» **HOW TO COMPLETE THIS TASK**
Each line below from the one containing "use serde_json::Value;" through the one containing "they are tried." should be output exactly as it stands, and no other line should appear.

» **RECORDED INFORMATION**
----------

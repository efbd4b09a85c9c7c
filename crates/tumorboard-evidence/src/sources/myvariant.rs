//! MyVariant.info client.
//!
//! MyVariant aggregates variant annotations from CIViC, ClinVar, COSMIC,
//! dbSNP and others behind a single query endpoint.
//!
//! API docs: https://docs.myvariant.info/en/latest/doc/variant_query_service.html
//! Endpoint: https://myvariant.info/v1/query
//!
//! The free-text query is tried in three forms, most specific first:
//!   1. `BRAF p.V600E`
//!   2. `BRAF:V600E`
//!   3. `BRAF V600E`
//! The first form that returns hits wins and its first hit is returned as-is;
//! parsing happens later in the normaliser.

use std::time::Duration;

use async_trait::async_trait;
use reqwest::Client;
use serde_json::Value;
use tracing::{debug, instrument};
use tumorboard_common::retry::retry_transient;
use tumorboard_common::RetryPolicy;

use super::{EvidenceError, EvidenceSource};
use crate::normalise::hgvs::protein_query_form;

const MYVARIANT_API_URL: &str = "https://myvariant.info/v1";
const DEFAULT_TIMEOUT: Duration = Duration::from_secs(30);
const QUERY_FIELDS: &str = "civic,clinvar,cosmic,dbsnp,cadd,entrezgene,hgvs";

pub struct MyVariantClient {
    client: Client,
    base_url: String,
    timeout: Duration,
    retry: RetryPolicy,
}

impl MyVariantClient {
    pub fn new() -> Self {
        Self {
            client: Client::new(),
            base_url: MYVARIANT_API_URL.to_string(),
            timeout: DEFAULT_TIMEOUT,
            retry: RetryPolicy::default(),
        }
    }

    pub fn with_base_url(mut self, base_url: impl Into<String>) -> Self {
        self.base_url = base_url.into();
        self
    }

    pub fn with_timeout(mut self, timeout: Duration) -> Self {
        self.timeout = timeout;
        self
    }

    pub fn with_retry(mut self, retry: RetryPolicy) -> Self {
        self.retry = retry;
        self
    }

    /// Query strings in the order they are tried.
    pub fn query_strategies(gene: &str, variant: &str) -> [String; 3] {
        let gene = gene.trim();
        let variant = variant.trim();
        [
            format!("{gene} {}", protein_query_form(variant)),
            format!("{gene}:{variant}"),
            format!("{gene} {variant}"),
        ]
    }

    /// One GET against `/query`, retried on transient failures.
    async fn query(&self, q: &str) -> Result<Value, EvidenceError> {
        let url = format!("{}/query", self.base_url.trim_end_matches('/'));
        let url = url.as_str();

        let result = retry_transient(
            "myvariant_query",
            &self.retry,
            EvidenceError::is_transient,
            || async move {
                let resp = self.client
                    .get(url)
                    .query(&[("q", q), ("fields", QUERY_FIELDS)])
                    .timeout(self.timeout)
                    .send()
                    .await?;
                let status = resp.status().as_u16();
                let text = resp.text().await?;
                parse_response(status, &text)
            },
        )
        .await;

        result.map(|(body, _attempts)| body).map_err(|failure| failure.error)
    }
}

impl Default for MyVariantClient {
    fn default() -> Self { Self::new() }
}

#[async_trait]
impl EvidenceSource for MyVariantClient {
    #[instrument(skip(self), fields(source = "myvariant"))]
    async fn fetch_evidence(
        &self,
        gene: &str,
        variant: &str,
        _tumor_type: Option<&str>,
    ) -> Result<Option<Value>, EvidenceError> {
        // MyVariant has no tumour-type filter; relevance is left to the model.
        for q in Self::query_strategies(gene, variant) {
            let body = self.query(&q).await?;
            if let Some(hit) = first_hit(&body) {
                debug!(query = %q, "MyVariant hit");
                return Ok(Some(hit.clone()));
            }
            debug!(query = %q, "No MyVariant hits");
        }
        Ok(None)
    }

    fn name(&self) -> &str { "myvariant" }
}

/// Status + body → JSON, mapping HTTP errors and in-body `error` fields.
fn parse_response(status: u16, text: &str) -> Result<Value, EvidenceError> {
    if status >= 400 {
        let message = serde_json::from_str::<Value>(text)
            .ok()
            .and_then(|v| v["error"].as_str().map(str::to_string))
            .unwrap_or_else(|| text.chars().take(200).collect());
        return Err(EvidenceError::Api { status, message });
    }

    let body: Value = serde_json::from_str(text)
        .map_err(|e| EvidenceError::Malformed(e.to_string()))?;

    if let Some(err) = body.get("error") {
        let message = err.as_str().map(str::to_string).unwrap_or_else(|| err.to_string());
        return Err(EvidenceError::Api { status, message });
    }
    Ok(body)
}

/// First object in `hits`, if `total` is non-zero.
fn first_hit(body: &Value) -> Option<&Value> {
    if body["total"].as_u64() == Some(0) {
        return None;
    }
    body["hits"].as_array()?.iter().find(|h| h.is_object())
}
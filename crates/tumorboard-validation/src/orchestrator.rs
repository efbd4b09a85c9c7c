//! Validation runs: gold standard → batch assessment → metrics + failure analysis.

use serde::Serialize;
use thiserror::Error;
use tokio_util::sync::CancellationToken;
use tracing::{error, info};
use tumorboard_common::{AssessmentError, Tier};
use tumorboard_engine::{AssessConfig, AssessmentEngine, BatchSummary};

use crate::gold::GoldStandard;
use crate::metrics::{compute_metrics, MetricsReport, ValidationResult};

#[derive(Error, Debug)]
pub enum ValidationError {
    /// A batch item could not be matched back to the gold entry it came from.
    #[error("batch item {index} ({gene} {variant}) does not match its gold entry")]
    Unpaired { index: usize, gene: String, variant: String },
}

/// A mispredicted entry.
#[derive(Debug, Clone, PartialEq, Serialize)]
pub struct Misclassification {
    pub gene: String,
    pub variant: String,
    #[serde(skip_serializing_if = "Option::is_none")]
    pub tumor_type: Option<String>,
    pub expected: Tier,
    pub predicted: Tier,
    pub distance: u8,
    pub confidence: f64,
    /// The model's stated rationale.
    pub rationale: String,
}

/// An entry that produced no assessment.
#[derive(Debug, Clone, PartialEq, Serialize)]
pub struct ItemError {
    pub index: usize,
    pub gene: String,
    pub variant: String,
    #[serde(skip_serializing_if = "Option::is_none")]
    pub tumor_type: Option<String>,
    pub error: AssessmentError,
}

#[derive(Debug, Clone, Serialize)]
pub struct ValidationReport {
    pub gold_standard: String,
    pub model: String,
    pub summary: BatchSummary,
    /// Computed over successful assessments only.
    pub metrics: MetricsReport,
    /// Sorted by descending distance, then gene, variant, tumor type.
    pub failure_analysis: Vec<Misclassification>,
    pub errors: Vec<ItemError>,
    pub results: Vec<ValidationResult>,
}

/// Run every gold entry through the engine and score the verdicts.
pub async fn validate(
    engine: &AssessmentEngine,
    config: &AssessConfig,
    gold: &GoldStandard,
    max_concurrency: usize,
    cancel: &CancellationToken,
) -> Result<ValidationReport, ValidationError> {
    info!(gold_standard = %gold.name, entries = gold.entries.len(), model = %config.model, "Starting validation");

    let queries = gold.entries.iter().map(|e| e.query()).collect();
    let outcome = engine.assess_batch(config, queries, max_concurrency, cancel).await;

    let mut results = Vec::new();
    let mut errors = Vec::new();

    for item in outcome.items {
        let entry = gold
            .entries
            .get(item.index)
            .filter(|e| e.query().key() == item.query.key())
            .ok_or_else(|| {
                error!(index = item.index, "Batch item does not pair with a gold entry");
                ValidationError::Unpaired {
                    index: item.index,
                    gene: item.query.gene.clone(),
                    variant: item.query.variant.clone(),
                }
            })?;

        match item.result {
            Ok(assessment) => results.push(ValidationResult::new(entry.clone(), assessment)),
            Err(error) => errors.push(ItemError {
                index: item.index,
                gene: entry.gene.clone(),
                variant: entry.variant.clone(),
                tumor_type: entry.tumor_type.clone(),
                error,
            }),
        }
    }

    let metrics = compute_metrics(&results);
    let failure_analysis = failure_analysis(&results);

    info!(
        gold_standard = %gold.name,
        evaluated = metrics.total,
        accuracy = metrics.accuracy,
        misclassified = failure_analysis.len(),
        failed = outcome.summary.failed,
        cancelled = outcome.summary.cancelled,
        "Validation finished"
    );

    Ok(ValidationReport {
        gold_standard: gold.name.clone(),
        model: config.model.clone(),
        summary: outcome.summary,
        metrics,
        failure_analysis,
        errors,
        results,
    })
}

fn failure_analysis(results: &[ValidationResult]) -> Vec<Misclassification> {
    let mut out: Vec<Misclassification> = results
        .iter()
        .filter(|r| !r.correct)
        .map(|r| Misclassification {
            gene: r.entry.gene.clone(),
            variant: r.entry.variant.clone(),
            tumor_type: r.entry.tumor_type.clone(),
            expected: r.expected(),
            predicted: r.predicted(),
            distance: r.tier_distance,
            confidence: r.assessment.confidence,
            rationale: r.assessment.summary.clone(),
        })
        .collect();

    out.sort_by(|a, b| {
        b.distance
            .cmp(&a.distance)
            .then_with(|| a.gene.cmp(&b.gene))
            .then_with(|| a.variant.cmp(&b.variant))
            .then_with(|| a.tumor_type.cmp(&b.tumor_type))
    });
    out
}

impl ValidationReport {
    /// Plain-text console summary.
    pub fn render_text(&self) -> String {
        let m = &self.metrics;
        let mut report = String::new();

        report.push_str(&format!("\n=== Validation: {} ({}) ===\n\n", self.gold_standard, self.model));
        report.push_str(&format!(
            "Entries: {}  succeeded: {}  failed: {}  cancelled: {}\n",
            self.summary.total, self.summary.succeeded, self.summary.failed, self.summary.cancelled
        ));
        report.push_str(&format!("Accuracy: {:.1}% ({}/{})\n", m.accuracy * 100.0, m.correct, m.total));
        report.push_str(&format!("Mean confidence: {:.2}\n", m.mean_confidence));
        report.push_str(&format!("Macro F1: {:.3}\n\n", m.macro_f1()));

        report.push_str("Tier       Prec    Rec     F1      Support\n");
        for t in &m.per_tier {
            report.push_str(&format!(
                "{:<10} {:<7.3} {:<7.3} {:<7.3} {}\n",
                t.tier.as_str(), t.precision, t.recall, t.f1, t.support
            ));
        }

        report.push_str("\nConfusion (rows = expected, cols = predicted)\n");
        report.push_str("           I     II    III   IV\n");
        for tier in Tier::ALL {
            let row = &m.confusion[tier.index()];
            report.push_str(&format!(
                "{:<10} {:<5} {:<5} {:<5} {:<5}\n",
                tier.as_str(), row[0], row[1], row[2], row[3]
            ));
        }

        report.push_str(&format!(
            "\nTier distance: mean {:.2}, exact {}, close misses {}, severe {}\n",
            m.distance.mean, m.distance.histogram[0], m.distance.close_misses, m.distance.severe
        ));

        if !self.failure_analysis.is_empty() {
            report.push_str("\nMisclassifications:\n");
            for f in &self.failure_analysis {
                report.push_str(&format!(
                    "  [d={}] {} {}{}: expected {}, got {} ({:.2})\n",
                    f.distance,
                    f.gene,
                    f.variant,
                    f.tumor_type.as_deref().map(|t| format!(" ({t})")).unwrap_or_default(),
                    f.expected,
                    f.predicted,
                    f.confidence,
                ));
                if !f.rationale.is_empty() {
                    let short: String = f.rationale.chars().take(160).collect();
                    report.push_str(&format!("         {short}\n"));
                }
            }
        }

        if !self.errors.is_empty() {
            report.push_str("\nErrors:\n");
            for e in &self.errors {
                report.push_str(&format!("  #{} {} {}: {}\n", e.index, e.gene, e.variant, e.error));
            }
        }

        report.push('\n');
        report
    }
}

----------

» **WRITTEN REPLY**
use serde_json::Value;
use tracing::{debug, instrument};
use tumorboard_common::retry::retry_transient;
use tumorboard_common::RetryPolicy;

use super::{EvidenceError, EvidenceSource};
use crate::normalise::hgvs::protein_query_form;

const MYVARIANT_API_URL: &str = "https://myvariant.info/v1";
const DEFAULT_TIMEOUT: Duration = Duration::from_secs(30);
const QUERY_FIELDS: &str = "civic,clinvar,cosmic,dbsnp,cadd,entrezgene,hgvs";

pub struct MyVariantClient {
    client: Client,
    base_url: String,
    timeout: Duration,
    retry: RetryPolicy,
}

impl MyVariantClient {
    pub fn new() -> Self {
        Self {
            client: Client::new(),
            base_url: MYVARIANT_API_URL.to_string(),
            timeout: DEFAULT_TIMEOUT,
            retry: RetryPolicy::default(),
        }
    }

    pub fn with_base_url(mut self, base_url: impl Into<String>) -> Self {
        self.base_url = base_url.into();
        self
    }

    pub fn with_timeout(mut self, timeout: Duration) -> Self {
        self.timeout = timeout;
        self
    }

    pub fn with_retry(mut self, retry: RetryPolicy) -> Self {
        self.retry = retry;
        self
    }

    /// Query strings in the order they are tried.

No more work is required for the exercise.